Of the many plagues that will feature in Exodus: Gods And Kings, this first trailer gives us a glimpse of just some: the locusts, the hail stones, the rivers of blood. There are more to come.
"I've held back a bit - wait till you see the movie. You must never oversell yourself. You've got to wait till you're three weeks out, then you go for it. This is a big movie. 1300 effects shots is a lot. Not compared to something like Star Wars, sure, but we're not 'effecty' in that sense of the word. One of the things that has come off really well is the reality of the characters. You wouldn't call it an effects film even though in many ways a lot of what was needed is extraordinary. There were things I couldn't build. But in today's world the effects are so good that it looks real, effectively.
"You've just got to have a vision of what you want to do. After that I really get into digitally drawing until I get the picture right. Literally physically drawing digital animation until it becomes real. The hardest thing to do on this movie for me would be the crocodiles. They have to be absolutely real. That sequence is one of the first things up in the movie and I'll be flat, I'll be dead in the water, if they don't come off."

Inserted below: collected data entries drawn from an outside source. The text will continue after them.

use crate::error::WrapperError;
use std::process::{Child, Command, ExitStatus};

/// Starts the capture tool and waits for it.
pub trait Launcher {
    /// Runs `program` with `args` and inherited standard streams, blocking
    /// until it exits.
    /// Returns: Ok(Some(code)) on normal exit, Ok(None) when a signal ended
    /// the process, or a `Launch` error if it could not be started.
    fn launch(&self, program: &str, args: &[String]) -> Result<Option<i32>, WrapperError>;
}

/// Launcher that spawns real processes.
pub struct SystemLauncher;

impl Launcher for SystemLauncher {
    fn launch(&self, program: &str, args: &[String]) -> Result<Option<i32>, WrapperError> {
        let launch_error = |source: std::io::Error| WrapperError::Launch {
            program: program.to_string(),
            source,
        };

        // stdin/stdout/stderr 全部继承，抓包工具的输出直接交给用户。
        let child = Command::new(program).args(args).spawn().map_err(launch_error)?;
        let status = ChildGuard::new(child).wait().map_err(launch_error)?;
        Ok(status.code())
    }
}

/// Owns a spawned child until it has been reaped. Dropping an unreaped
/// child kills it first so no capture keeps running behind the wrapper.
struct ChildGuard {
    child: Child,
    reaped: bool,
}

impl ChildGuard {
    fn new(child: Child) -> Self {
        Self {
            child,
            reaped: false,
        }
    }

    fn wait(mut self) -> std::io::Result<ExitStatus> {
        let status = self.child.wait()?;
        self.reaped = true;
        Ok(status)
    }
}

impl Drop for ChildGuard {
    fn drop(&mut self) {
        if self.reaped {
            return;
        }
        let _ = self.child.kill();
        let _ = self.child.wait();
    }
}

#[cfg(test)]
pub(crate) mod fake {
    use super::*;
    use std::sync::Mutex;

    #[derive(Debug, Default, Clone)]
    /// Records the last launch request.
    pub struct LaunchRecord {
        pub program: String,
        pub args: Vec<String>,
    }

    /// Test launcher that returns a fixed outcome and records calls.
    #[derive(Debug, Default)]
    pub struct FakeLauncher {
        pub exit_code: Option<i32>,
        pub fail: bool,
        pub calls: Mutex<Vec<LaunchRecord>>,
    }

    impl FakeLauncher {
        pub fn exiting_with(code: i32) -> Self {
            Self {
                exit_code: Some(code),
                ..Self::default()
            }
        }

        pub fn failing() -> Self {
            Self {
                fail: true,
                ..Self::default()
            }
        }

        pub fn calls(&self) -> Vec<LaunchRecord> {
            self.calls.lock().unwrap().clone()
        }
    }

    impl Launcher for FakeLauncher {
        fn launch(&self, program: &str, args: &[String]) -> Result<Option<i32>, WrapperError> {
            self.calls.lock().unwrap().push(LaunchRecord {
                program: program.to_string(),
                args: args.to_vec(),
            });
            if self.fail {
                return Err(WrapperError::Launch {
                    program: program.to_string(),
                    source: std::io::Error::new(std::io::ErrorKind::NotFound, "not found"),
                });
            }
            Ok(self.exit_code)
        }
    }
}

The haunting music that plays over this trailer is a riff on Simple Minds' 'Belfast Child', which itself took inspiration from Irish folk song 'She Moved Through The Fair'. But Scott claims it has no symbolic relevance; just an artistic one.
"Yes, it's an Irish riff. It's completely illogical. It comes out of the blue. And because it feels modern it somehow gives you lift off. No relevance. It just works. I still think advertising is a knee jerk thing. Once you've got the attention you've got them, haven't you?"

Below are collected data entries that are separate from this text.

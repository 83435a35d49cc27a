pub mod capture;
pub mod cli;
pub mod config;
pub mod error;
pub mod filter;
pub mod launcher;
pub mod logging;

use anyhow::Result;
use cli::Args;
use config::Config;
use launcher::{Launcher, SystemLauncher};
use tracing::{error, info};

pub fn run(args: Args) -> Result<()> {
    // 先加载配置再初始化日志：文件日志的位置来自配置本身。
    let config = Config::load(&args.config);
    logging::init(config.as_ref().ok().and_then(Config::file_logging));
    let config = config?;

    execute(&config, &args, &SystemLauncher)
}

/// Builds the tshark command for `config`, runs it and logs how it ended.
/// A non-zero tshark exit is logged but not returned as an error.
pub fn execute(config: &Config, args: &Args, launcher: &impl Launcher) -> Result<()> {
    let tshark_args = capture::build_tshark_args(config);
    let command_line = capture::render_command(&args.tshark, &tshark_args);
    info!("Starting tshark with command: {command_line}");

    if args.dry_run {
        info!("dry run, tshark not started");
        return Ok(());
    }

    match launcher.launch(&args.tshark, &tshark_args)? {
        Some(0) => info!("tshark completed successfully"),
        Some(code) => error!("tshark exited with code {code}"),
        None => error!("tshark terminated by signal"),
    }

    Ok(())
}
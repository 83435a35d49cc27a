use crate::config::{CaptureConfig, Config, PerformanceConfig};
use crate::filter;

const KB_PER_MB: u64 = 1024;

/// Maps a capture config onto tshark arguments.
///
/// Token order follows tshark's own option parsing: interface, output, ring
/// buffer, capture filter, display filter, then performance flags. Nothing is
/// validated here; tshark rejects combinations it does not accept.
pub fn build_tshark_args(config: &Config) -> Vec<String> {
    let mut args = Vec::new();

    if let Some(capture) = &config.capture {
        push_capture_args(&mut args, capture);
    }

    if let Some(f) = filter::join_filters(config.filters.as_deref()) {
        args.push("-f".to_string());
        args.push(filter::quoted(&f));
    }

    if let Some(f) = filter::join_filters(config.display_filters.as_deref()) {
        args.push("-Y".to_string());
        args.push(filter::quoted(&f));
    }

    if let Some(perf) = &config.performance {
        push_performance_args(&mut args, perf);
    }

    args
}

fn push_capture_args(args: &mut Vec<String>, capture: &CaptureConfig) {
    if let Some(iface) = &capture.interface {
        args.push("-i".to_string());
        args.push(iface.clone());
    }

    if let Some(output) = &capture.output {
        args.push("-w".to_string());
        args.push(output.clone());
    }

    // 仅在开启轮转时输出 ring buffer 参数，每个子项一个 -b。
    if capture.rotate != Some(true) {
        return;
    }
    if let Some(n) = capture.max_files {
        args.push("-b".to_string());
        args.push(format!("files:{n}"));
    }
    if let Some(secs) = capture.rotate_interval {
        args.push("-b".to_string());
        args.push(format!("duration:{secs}"));
    }
    if let Some(mb) = capture.max_size {
        args.push("-b".to_string());
        args.push(format!("filesize:{}", mb.saturating_mul(KB_PER_MB)));
    }
}

fn push_performance_args(args: &mut Vec<String>, perf: &PerformanceConfig) {
    if let Some(mb) = perf.buffer_size {
        args.push("-B".to_string());
        args.push(mb.saturating_mul(KB_PER_MB).to_string());
    }
    if let Some(count) = perf.max_packets {
        args.push("-c".to_string());
        args.push(count.to_string());
    }
    if perf.promiscuous_mode == Some(true) {
        args.push("-p".to_string());
    }
}

/// Renders the program and its arguments as one space-separated line for logs.
pub fn render_command(program: &str, args: &[String]) -> String {
    let mut line = program.to_string();
    for arg in args {
        line.push(' ');
        line.push_str(arg);
    }
    line
}
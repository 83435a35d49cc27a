use clap::Parser;
use tracing::error;

fn main() {
    let args = match tshark_wrap::cli::Args::try_parse() {
        Ok(args) => args,
        // --help / --version 仍走 clap 自己的输出与退出码。
        Err(err) if !err.use_stderr() => err.exit(),
        Err(err) => {
            tshark_wrap::logging::init(None);
            error!("{}", err.to_string().trim_end());
            std::process::exit(1);
        }
    };

    if let Err(err) = tshark_wrap::run(args) {
        error!("{err:#}");
        std::process::exit(1);
    }
}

As for the movie's title change (it was originally just called Exodus), Scott seems happy in hindsight to have been forced down a new route.

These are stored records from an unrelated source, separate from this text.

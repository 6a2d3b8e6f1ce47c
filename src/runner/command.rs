//! A step executor that shells out to an external program.
//!
//! Each step becomes one invocation of the configured program with the
//! step's arguments passed as long flags, e.g.
//! `<program> [base args] --output_path /tmp/a.png --scale 2`.

use std::ffi::OsString;
use std::path::PathBuf;
use std::process::Stdio;

use async_trait::async_trait;
use tokio::process::Command;

use crate::jobs::{ArgValue, StepArgs};
use crate::runner::{StepContext, StepError, StepExecutor};

/// How much of the child's stderr is kept in a failed step's detail.
const STDERR_TAIL_BYTES: usize = 2048;

/// Runs one process per step and waits for it to exit.
#[derive(Debug, Clone)]
pub struct CommandExecutor {
    program: PathBuf,
    base_args: Vec<OsString>,
    cwd: Option<PathBuf>,
}

impl CommandExecutor {
    pub fn new(program: impl Into<PathBuf>) -> Self {
        Self {
            program: program.into(),
            base_args: Vec::new(),
            cwd: None,
        }
    }

    /// Arguments placed before the per-step flags.
    pub fn with_args<I, S>(mut self, args: I) -> Self
    where
        I: IntoIterator<Item = S>,
        S: Into<OsString>,
    {
        self.base_args.extend(args.into_iter().map(Into::into));
        self
    }

    pub fn with_cwd(mut self, cwd: impl Into<PathBuf>) -> Self {
        self.cwd = Some(cwd.into());
        self
    }

    fn command(&self, args: &StepArgs) -> Command {
        let mut cmd = Command::new(&self.program);
        cmd.args(&self.base_args)
            .args(step_flags(args))
            .stdin(Stdio::null())
            .stdout(Stdio::null())
            .stderr(Stdio::piped())
            .kill_on_drop(true);
        if let Some(ref cwd) = self.cwd {
            cmd.current_dir(cwd);
        }
        cmd
    }
}

#[async_trait]
impl StepExecutor for CommandExecutor {
    async fn execute(&self, ctx: &StepContext<'_>) -> Result<(), StepError> {
        tracing::debug!(
            job_id = %ctx.job_id,
            step = ctx.index,
            program = %self.program.display(),
            "Spawning step command"
        );

        let output = self.command(ctx.args).output().await.map_err(|e| {
            StepError::new(format!(
                "failed to spawn {}: {e}",
                self.program.display()
            ))
        })?;

        if output.status.success() {
            return Ok(());
        }

        let stderr = String::from_utf8_lossy(&output.stderr);
        let tail = stderr_tail(stderr.trim_end());
        let status = match output.status.code() {
            Some(code) => format!("exited with code {code}"),
            None => "killed by signal".to_string(),
        };
        tracing::debug!(job_id = %ctx.job_id, step = ctx.index, %status, "Step command failed");

        if tail.is_empty() {
            Err(StepError::new(status))
        } else {
            Err(StepError::new(format!("{status}: {tail}")))
        }
    }
}

/// Render step arguments as `--name value` pairs.
///
/// `true` booleans become a bare `--name`; `false` ones are omitted.
fn step_flags(args: &StepArgs) -> Vec<OsString> {
    let mut flags = Vec::with_capacity(args.len() * 2);
    for (name, value) in args.iter() {
        let flag = OsString::from(format!("--{name}"));
        match value {
            ArgValue::Bool(true) => flags.push(flag),
            ArgValue::Bool(false) => {}
            ArgValue::Path(p) => {
                flags.push(flag);
                flags.push(p.as_os_str().to_owned());
            }
            other => {
                flags.push(flag);
                flags.push(OsString::from(other.to_string()));
            }
        }
    }
    flags
}

fn stderr_tail(stderr: &str) -> &str {
    if stderr.len() <= STDERR_TAIL_BYTES {
        return stderr;
    }
    let mut start = stderr.len() - STDERR_TAIL_BYTES;
    while !stderr.is_char_boundary(start) {
        start += 1;
    }
    &stderr[start..]
}

#[cfg(test)]
mod tests {
    use super::*;
    use crate::cache::{ArtifactCache, SharedArtifacts};
    use crate::jobs::{RawArgs, StepKind};
    use crate::process::ProcessState;

    fn artifacts() -> SharedArtifacts {
        ArtifactCache::new(1).unwrap()
    }

    fn args(pairs: &[(&str, ArgValue)]) -> StepArgs {
        let raw: RawArgs = pairs
            .iter()
            .map(|(k, v)| (k.to_string(), v.clone()))
            .collect();
        StepArgs::validate(raw).unwrap()
    }

    #[test]
    fn flags_follow_argument_types() {
        let args = args(&[
            ("output_path", ArgValue::from("/tmp/out.png")),
            ("scale", ArgValue::Number(2.0)),
            ("keep_fps", ArgValue::Bool(true)),
            ("skip_audio", ArgValue::Bool(false)),
            ("model", ArgValue::from("inswapper")),
        ]);
        let flags: Vec<String> = step_flags(&args)
            .into_iter()
            .map(|f| f.to_string_lossy().into_owned())
            .collect();
        assert_eq!(
            flags,
            vec![
                "--keep_fps",
                "--model",
                "inswapper",
                "--output_path",
                "/tmp/out.png",
                "--scale",
                "2",
            ]
        );
    }

    #[test]
    fn stderr_tail_keeps_the_end() {
        let long = format!("{}END", "x".repeat(STDERR_TAIL_BYTES * 2));
        let tail = stderr_tail(&long);
        assert_eq!(tail.len(), STDERR_TAIL_BYTES);
        assert!(tail.ends_with("END"));
        assert_eq!(stderr_tail("short"), "short");
    }

    #[test]
    fn stderr_tail_respects_char_boundaries() {
        let long = "é".repeat(STDERR_TAIL_BYTES);
        let tail = stderr_tail(&long);
        assert!(tail.len() <= STDERR_TAIL_BYTES);
        assert!(tail.chars().all(|c| c == 'é'));
    }

    #[cfg(unix)]
    #[tokio::test]
    async fn passes_flags_and_reports_success() {
        let dir = tempfile::tempdir().unwrap();
        let record = dir.path().join("argv.txt");
        let script = format!("printf '%s\\n' \"$@\" > {}", record.display());
        let exec = CommandExecutor::new("sh").with_args(["-c", script.as_str(), "stagehand"]);

        let step_args = args(&[
            ("output_path", ArgValue::from("/tmp/out.png")),
            ("scale", ArgValue::Number(1.5)),
        ]);
        let ctx = StepContext {
            job_id: "j1",
            index: 0,
            kind: StepKind::Image,
            args: &step_args,
            stop: ProcessState::new().stop_signal(),
            artifacts: &artifacts(),
        };
        exec.execute(&ctx).await.unwrap();

        let argv = std::fs::read_to_string(record).unwrap();
        assert_eq!(argv, "--output_path\n/tmp/out.png\n--scale\n1.5\n");
    }

    #[cfg(unix)]
    #[tokio::test]
    async fn non_zero_exit_carries_stderr() {
        let exec =
            CommandExecutor::new("sh").with_args(["-c", "echo 'no face found' >&2; exit 3"]);
        let step_args = StepArgs::default();
        let ctx = StepContext {
            job_id: "j1",
            index: 0,
            kind: StepKind::Generic,
            args: &step_args,
            stop: ProcessState::new().stop_signal(),
            artifacts: &artifacts(),
        };
        let err = exec.execute(&ctx).await.unwrap_err();
        let detail = err.detail.unwrap();
        assert!(detail.contains("code 3"), "{detail}");
        assert!(detail.contains("no face found"), "{detail}");
    }

    #[tokio::test]
    async fn missing_program_is_a_step_error() {
        let exec = CommandExecutor::new("/definitely/not/a/real/program");
        let step_args = StepArgs::default();
        let ctx = StepContext {
            job_id: "j1",
            index: 0,
            kind: StepKind::Generic,
            args: &step_args,
            stop: ProcessState::new().stop_signal(),
            artifacts: &artifacts(),
        };
        let err = exec.execute(&ctx).await.unwrap_err();
        assert!(err.detail.unwrap().contains("failed to spawn"));
    }
}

"Honestly, to be truthful, we'd have liked to just call this Exodus, but that was owned and nobody would give it up, so I had to use Gods And Kings. But I don't mind Gods And Kings, because in effect that's what we're dealing with: a society who at one stage believed in the idea of over a thousand gods, which is of course hard to believe."
The trailer, of course, could only really end in one way: with our first glimpse of Ridley Scott's parting of the Red Sea. The result is stunning - Scott framing a bucking riderless horse at the centre of the oncoming tide.
"That sequence probably took more time than any other on this movie. We were mucking around on this beach, 11 miles of it, for days. It had mountain ranges behind it. That was the trickiest thing. I had to prepare plates on the assumption of the sea going back and then returning. As for the riderless horse, that was me, just mucking about.
"I wanted the horse because I want to show early on how big the wave is. It's riderless because it has escaped and run off. I'm sure many animals escaped. And I wanted to show the wave but also not really show it... The white horse is tiny, and I wanted to show it galloping to what you think is sky... Then you realise, oh my God, it's moving... That’s not sky! That worked, didn't it?"